Each of the entries beneath this task should be written out exactly.

RECORDS FOR THIS EXERCISE:
|---|

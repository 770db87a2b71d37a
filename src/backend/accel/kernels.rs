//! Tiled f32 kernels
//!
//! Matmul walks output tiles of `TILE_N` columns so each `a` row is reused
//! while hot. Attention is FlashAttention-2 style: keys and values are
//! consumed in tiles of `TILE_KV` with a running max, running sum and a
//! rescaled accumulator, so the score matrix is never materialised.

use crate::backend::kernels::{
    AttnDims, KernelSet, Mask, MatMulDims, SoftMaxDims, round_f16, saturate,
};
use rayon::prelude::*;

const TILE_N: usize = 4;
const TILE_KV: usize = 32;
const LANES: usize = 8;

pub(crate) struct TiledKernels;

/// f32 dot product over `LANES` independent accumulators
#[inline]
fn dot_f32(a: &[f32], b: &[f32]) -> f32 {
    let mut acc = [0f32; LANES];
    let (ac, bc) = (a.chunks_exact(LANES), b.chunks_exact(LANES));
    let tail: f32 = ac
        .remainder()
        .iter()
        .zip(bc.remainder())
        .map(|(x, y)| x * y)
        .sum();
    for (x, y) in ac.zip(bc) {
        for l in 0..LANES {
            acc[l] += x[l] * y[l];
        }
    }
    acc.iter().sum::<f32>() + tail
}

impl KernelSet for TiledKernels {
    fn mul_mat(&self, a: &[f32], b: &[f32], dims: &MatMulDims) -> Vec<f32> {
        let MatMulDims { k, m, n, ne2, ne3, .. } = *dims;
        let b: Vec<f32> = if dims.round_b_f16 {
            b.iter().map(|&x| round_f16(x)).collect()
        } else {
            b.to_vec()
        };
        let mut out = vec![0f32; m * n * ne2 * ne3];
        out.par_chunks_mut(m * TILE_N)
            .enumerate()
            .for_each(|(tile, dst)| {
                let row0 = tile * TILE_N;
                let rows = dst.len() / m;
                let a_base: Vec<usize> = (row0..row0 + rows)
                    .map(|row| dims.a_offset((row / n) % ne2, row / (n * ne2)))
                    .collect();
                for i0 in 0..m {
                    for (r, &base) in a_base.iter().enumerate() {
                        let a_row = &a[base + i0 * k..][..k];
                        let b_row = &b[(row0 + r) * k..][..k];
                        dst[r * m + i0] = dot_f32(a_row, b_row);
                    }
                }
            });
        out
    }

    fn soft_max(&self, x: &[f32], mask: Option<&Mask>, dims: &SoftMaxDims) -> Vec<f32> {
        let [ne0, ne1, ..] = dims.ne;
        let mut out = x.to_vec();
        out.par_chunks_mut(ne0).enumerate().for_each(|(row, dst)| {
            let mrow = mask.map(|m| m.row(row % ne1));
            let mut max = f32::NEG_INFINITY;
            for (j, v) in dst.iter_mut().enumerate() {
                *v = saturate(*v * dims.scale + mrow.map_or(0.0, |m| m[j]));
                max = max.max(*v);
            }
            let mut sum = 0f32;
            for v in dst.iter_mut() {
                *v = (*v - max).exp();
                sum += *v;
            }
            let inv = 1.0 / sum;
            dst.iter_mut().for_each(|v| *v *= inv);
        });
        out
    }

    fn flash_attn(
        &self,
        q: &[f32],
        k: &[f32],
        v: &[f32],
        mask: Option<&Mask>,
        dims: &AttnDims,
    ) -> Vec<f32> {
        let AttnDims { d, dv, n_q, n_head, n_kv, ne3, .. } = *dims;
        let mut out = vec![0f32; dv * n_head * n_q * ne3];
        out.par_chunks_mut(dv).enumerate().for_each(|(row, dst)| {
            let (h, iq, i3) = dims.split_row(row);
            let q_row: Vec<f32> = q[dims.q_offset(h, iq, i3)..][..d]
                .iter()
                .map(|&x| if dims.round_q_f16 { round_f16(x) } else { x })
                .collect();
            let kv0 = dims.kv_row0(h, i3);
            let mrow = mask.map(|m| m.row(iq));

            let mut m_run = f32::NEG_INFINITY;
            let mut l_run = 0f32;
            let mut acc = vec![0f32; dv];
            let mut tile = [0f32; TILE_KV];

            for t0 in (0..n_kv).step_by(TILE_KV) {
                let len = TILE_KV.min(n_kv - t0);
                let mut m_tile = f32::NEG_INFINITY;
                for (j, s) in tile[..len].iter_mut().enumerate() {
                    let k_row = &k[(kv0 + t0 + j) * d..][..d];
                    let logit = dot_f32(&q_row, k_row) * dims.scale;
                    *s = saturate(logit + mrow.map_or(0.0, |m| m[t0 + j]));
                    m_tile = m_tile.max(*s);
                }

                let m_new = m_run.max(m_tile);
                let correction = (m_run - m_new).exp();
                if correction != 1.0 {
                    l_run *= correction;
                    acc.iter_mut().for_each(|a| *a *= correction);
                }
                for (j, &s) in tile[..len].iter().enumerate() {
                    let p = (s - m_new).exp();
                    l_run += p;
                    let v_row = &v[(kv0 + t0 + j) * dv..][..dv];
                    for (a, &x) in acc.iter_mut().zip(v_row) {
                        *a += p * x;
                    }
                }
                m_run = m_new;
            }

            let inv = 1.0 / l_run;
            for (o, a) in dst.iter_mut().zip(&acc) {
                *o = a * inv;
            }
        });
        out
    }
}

|---|

ANSWER SECTION:
repository 770db87a2b71d37a
filename src/backend/accel/kernels.rs
//! Tiled f32 kernels
//!
//! Matmul walks output tiles of `TILE_N` columns so each `a` row is reused
//! while hot. Attention is FlashAttention-2 style: keys and values are
//! consumed in tiles of `TILE_KV` with a running max, running sum and a
//! rescaled accumulator, so the score matrix is never materialised.

use crate::backend::kernels::{
    AttnDims, KernelSet, Mask, MatMulDims, SoftMaxDims, round_f16, saturate,
};
use rayon::prelude::*;

const TILE_N: usize = 4;
const TILE_KV: usize = 32;
const LANES: usize = 8;

pub(crate) struct TiledKernels;

/// f32 dot product over `LANES` independent accumulators
#[inline]
fn dot_f32(a: &[f32], b: &[f32]) -> f32 {
    let mut acc = [0f32; LANES];
    let (ac, bc) = (a.chunks_exact(LANES), b.chunks_exact(LANES));
    let tail: f32 = ac
        .remainder()
        .iter()
        .zip(bc.remainder())
        .map(|(x, y)| x * y)
        .sum();
    for (x, y) in ac.zip(bc) {
        for l in 0..LANES {
            acc[l] += x[l] * y[l];
        }
    }
    acc.iter().sum::<f32>() + tail
}

impl KernelSet for TiledKernels {
    fn mul_mat(&self, a: &[f32], b: &[f32], dims: &MatMulDims) -> Vec<f32> {
        let MatMulDims { k, m, n, ne2, ne3, .. } = *dims;
        let b: Vec<f32> = if dims.round_b_f16 {
            b.iter().map(|&x| round_f16(x)).collect()
        } else {
            b.to_vec()
        };
        let mut out = vec![0f32; m * n * ne2 * ne3];
        out.par_chunks_mut(m * TILE_N)
            .enumerate()
            .for_each(|(tile, dst)| {
                let row0 = tile * TILE_N;
                let rows = dst.len() / m;
                let a_base: Vec<usize> = (row0..row0 + rows)
                    .map(|row| dims.a_offset((row / n) % ne2, row / (n * ne2)))
                    .collect();
                for i0 in 0..m {
                    for (r, &base) in a_base.iter().enumerate() {
                        let a_row = &a[base + i0 * k..][..k];
                        let b_row = &b[(row0 + r) * k..][..k];
                        dst[r * m + i0] = dot_f32(a_row, b_row);
                    }
                }
            });
        out
    }

    fn soft_max(&self, x: &[f32], mask: Option<&Mask>, dims: &SoftMaxDims) -> Vec<f32> {
        let [ne0, ne1, ..] = dims.ne;
        let mut out = x.to_vec();
        out.par_chunks_mut(ne0).enumerate().for_each(|(row, dst)| {
            let mrow = mask.map(|m| m.row(row % ne1));
            let mut max = f32::NEG_INFINITY;
            for (j, v) in dst.iter_mut().enumerate() {
                *v = saturate(*v * dims.scale + mrow.map_or(0.0, |m| m[j]));
                max = max.max(*v);
            }
            let mut sum = 0f32;
            for v in dst.iter_mut() {
                *v = (*v - max).exp();
                sum += *v;
            }
            let inv = 1.0 / sum;
            dst.iter_mut().for_each(|v| *v *= inv);
        });
        out
    }

    fn flash_attn(
        &self,
        q: &[f32],
        k: &[f32],
        v: &[f32],
        mask: Option<&Mask>,
        dims: &AttnDims,
    ) -> Vec<f32> {
        let AttnDims { d, dv, n_q, n_head, n_kv, ne3, .. } = *dims;
        let mut out = vec![0f32; dv * n_head * n_q * ne3];
        out.par_chunks_mut(dv).enumerate().for_each(|(row, dst)| {
            let (h, iq, i3) = dims.split_row(row);
            let q_row: Vec<f32> = q[dims.q_offset(h, iq, i3)..][..d]
                .iter()
                .map(|&x| if dims.round_q_f16 { round_f16(x) } else { x })
                .collect();
            let kv0 = dims.kv_row0(h, i3);
            let mrow = mask.map(|m| m.row(iq));

            let mut m_run = f32::NEG_INFINITY;
            let mut l_run = 0f32;
            let mut acc = vec![0f32; dv];
            let mut tile = [0f32; TILE_KV];

            for t0 in (0..n_kv).step_by(TILE_KV) {
                let len = TILE_KV.min(n_kv - t0);
                let mut m_tile = f32::NEG_INFINITY;
                for (j, s) in tile[..len].iter_mut().enumerate() {
                    let k_row = &k[(kv0 + t0 + j) * d..][..d];
                    let logit = dot_f32(&q_row, k_row) * dims.scale;
                    *s = saturate(logit + mrow.map_or(0.0, |m| m[t0 + j]));
                    m_tile = m_tile.max(*s);
                }

                let m_new = m_run.max(m_tile);
                let correction = (m_run - m_new).exp();
                if correction != 1.0 {
                    l_run *= correction;
                    acc.iter_mut().for_each(|a| *a *= correction);
                }
                for (j, &s) in tile[..len].iter().enumerate() {
                    let p = (s - m_new).exp();
                    l_run += p;
                    let v_row = &v[(kv0 + t0 + j) * dv..][..dv];
                    for (a, &x) in acc.iter_mut().zip(v_row) {
                        *a += p * x;
                    }
                }
                m_run = m_new;
            }

            let inv = 1.0 / l_run;
            for (o, a) in dst.iter_mut().zip(&acc) {
                *o = a * inv;
            }
        });
        out
    }
}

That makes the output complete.